DIRECTIONS FOR THIS TASK: Please go through the listing below and count the lines where the string "struct" appears. Answer with the number only.

DATASET RECORDS:

******

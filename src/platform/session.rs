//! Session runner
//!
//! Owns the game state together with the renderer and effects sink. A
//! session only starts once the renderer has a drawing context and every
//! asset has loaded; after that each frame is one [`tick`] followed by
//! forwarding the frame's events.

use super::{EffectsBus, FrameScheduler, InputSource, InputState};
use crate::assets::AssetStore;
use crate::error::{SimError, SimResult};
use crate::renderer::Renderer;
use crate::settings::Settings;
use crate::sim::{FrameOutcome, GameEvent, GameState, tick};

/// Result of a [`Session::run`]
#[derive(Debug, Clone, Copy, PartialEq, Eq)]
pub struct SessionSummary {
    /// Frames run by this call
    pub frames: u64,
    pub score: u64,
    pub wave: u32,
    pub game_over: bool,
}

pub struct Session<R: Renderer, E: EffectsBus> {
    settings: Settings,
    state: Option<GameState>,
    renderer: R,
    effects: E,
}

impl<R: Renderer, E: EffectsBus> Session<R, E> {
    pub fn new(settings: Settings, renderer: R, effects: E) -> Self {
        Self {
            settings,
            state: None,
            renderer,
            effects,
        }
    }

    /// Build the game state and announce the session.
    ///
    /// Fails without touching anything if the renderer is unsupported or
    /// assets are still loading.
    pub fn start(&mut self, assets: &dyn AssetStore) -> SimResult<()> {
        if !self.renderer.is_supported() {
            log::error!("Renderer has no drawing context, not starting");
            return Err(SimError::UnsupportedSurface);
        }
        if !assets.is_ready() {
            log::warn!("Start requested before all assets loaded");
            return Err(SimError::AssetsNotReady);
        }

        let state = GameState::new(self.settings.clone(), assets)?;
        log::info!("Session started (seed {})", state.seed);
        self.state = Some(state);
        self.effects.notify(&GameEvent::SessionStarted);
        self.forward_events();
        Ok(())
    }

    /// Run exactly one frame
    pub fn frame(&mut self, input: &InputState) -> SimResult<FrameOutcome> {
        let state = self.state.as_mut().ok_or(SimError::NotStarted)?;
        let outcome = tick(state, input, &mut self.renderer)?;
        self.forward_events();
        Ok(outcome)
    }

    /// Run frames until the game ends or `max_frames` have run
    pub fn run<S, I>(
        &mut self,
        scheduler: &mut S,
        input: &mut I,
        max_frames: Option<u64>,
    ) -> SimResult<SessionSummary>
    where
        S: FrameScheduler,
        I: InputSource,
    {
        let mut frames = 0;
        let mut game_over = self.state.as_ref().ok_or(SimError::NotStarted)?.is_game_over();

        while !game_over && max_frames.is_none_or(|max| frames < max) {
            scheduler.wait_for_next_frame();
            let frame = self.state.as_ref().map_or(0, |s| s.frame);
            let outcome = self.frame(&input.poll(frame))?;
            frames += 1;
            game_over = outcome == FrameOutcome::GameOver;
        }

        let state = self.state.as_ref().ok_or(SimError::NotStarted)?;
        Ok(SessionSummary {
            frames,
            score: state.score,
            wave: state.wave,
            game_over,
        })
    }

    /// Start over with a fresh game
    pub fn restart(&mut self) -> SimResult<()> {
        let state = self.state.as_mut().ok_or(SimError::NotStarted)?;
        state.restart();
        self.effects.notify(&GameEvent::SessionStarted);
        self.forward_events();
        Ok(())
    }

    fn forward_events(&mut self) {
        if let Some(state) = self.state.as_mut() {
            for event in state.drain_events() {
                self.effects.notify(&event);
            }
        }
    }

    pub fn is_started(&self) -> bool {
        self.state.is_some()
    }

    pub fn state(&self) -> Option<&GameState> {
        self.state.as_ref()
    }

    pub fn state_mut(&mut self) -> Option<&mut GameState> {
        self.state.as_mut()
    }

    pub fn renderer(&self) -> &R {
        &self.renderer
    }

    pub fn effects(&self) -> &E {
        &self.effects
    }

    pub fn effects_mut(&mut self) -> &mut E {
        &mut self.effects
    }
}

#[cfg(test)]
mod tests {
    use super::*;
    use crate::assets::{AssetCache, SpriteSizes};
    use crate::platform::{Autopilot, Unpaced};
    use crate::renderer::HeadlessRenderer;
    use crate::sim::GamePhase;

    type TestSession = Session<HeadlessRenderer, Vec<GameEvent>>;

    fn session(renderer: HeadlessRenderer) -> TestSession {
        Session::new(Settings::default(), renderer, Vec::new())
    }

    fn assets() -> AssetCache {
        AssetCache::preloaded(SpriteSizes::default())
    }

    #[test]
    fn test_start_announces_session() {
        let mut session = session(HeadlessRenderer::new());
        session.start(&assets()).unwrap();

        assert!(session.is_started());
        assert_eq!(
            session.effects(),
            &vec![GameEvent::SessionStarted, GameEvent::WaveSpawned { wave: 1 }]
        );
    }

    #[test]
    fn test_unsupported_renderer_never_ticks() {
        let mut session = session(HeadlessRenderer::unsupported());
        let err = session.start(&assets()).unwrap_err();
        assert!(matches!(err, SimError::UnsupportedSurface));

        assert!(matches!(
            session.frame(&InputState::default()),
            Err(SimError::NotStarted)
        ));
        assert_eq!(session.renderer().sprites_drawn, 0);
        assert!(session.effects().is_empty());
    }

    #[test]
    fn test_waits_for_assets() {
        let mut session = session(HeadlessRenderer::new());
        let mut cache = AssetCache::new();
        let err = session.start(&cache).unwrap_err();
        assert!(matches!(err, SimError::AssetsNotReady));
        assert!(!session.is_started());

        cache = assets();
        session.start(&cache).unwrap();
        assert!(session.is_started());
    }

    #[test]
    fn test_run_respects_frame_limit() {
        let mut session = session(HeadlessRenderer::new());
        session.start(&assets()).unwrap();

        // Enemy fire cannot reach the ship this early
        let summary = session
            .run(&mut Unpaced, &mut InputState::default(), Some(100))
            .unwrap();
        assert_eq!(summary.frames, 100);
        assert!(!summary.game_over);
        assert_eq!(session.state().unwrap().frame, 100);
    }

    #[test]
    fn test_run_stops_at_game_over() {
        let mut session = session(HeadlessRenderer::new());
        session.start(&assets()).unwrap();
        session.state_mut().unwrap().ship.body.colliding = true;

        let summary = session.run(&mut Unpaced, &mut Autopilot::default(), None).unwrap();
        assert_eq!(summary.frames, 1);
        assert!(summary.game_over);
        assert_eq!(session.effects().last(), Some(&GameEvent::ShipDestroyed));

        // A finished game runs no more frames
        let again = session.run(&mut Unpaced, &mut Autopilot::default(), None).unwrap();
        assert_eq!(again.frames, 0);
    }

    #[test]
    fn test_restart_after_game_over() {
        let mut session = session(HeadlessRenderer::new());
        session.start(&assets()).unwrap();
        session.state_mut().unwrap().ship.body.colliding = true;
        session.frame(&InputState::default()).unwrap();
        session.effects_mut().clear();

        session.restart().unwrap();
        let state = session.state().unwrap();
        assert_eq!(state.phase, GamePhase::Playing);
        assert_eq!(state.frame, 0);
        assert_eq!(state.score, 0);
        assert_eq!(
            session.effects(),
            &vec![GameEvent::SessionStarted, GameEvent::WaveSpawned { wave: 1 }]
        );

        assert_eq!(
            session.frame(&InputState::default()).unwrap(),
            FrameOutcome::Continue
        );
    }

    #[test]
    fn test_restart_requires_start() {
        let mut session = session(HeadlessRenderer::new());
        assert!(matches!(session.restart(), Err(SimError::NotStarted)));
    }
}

******

TASK OUTPUT: 2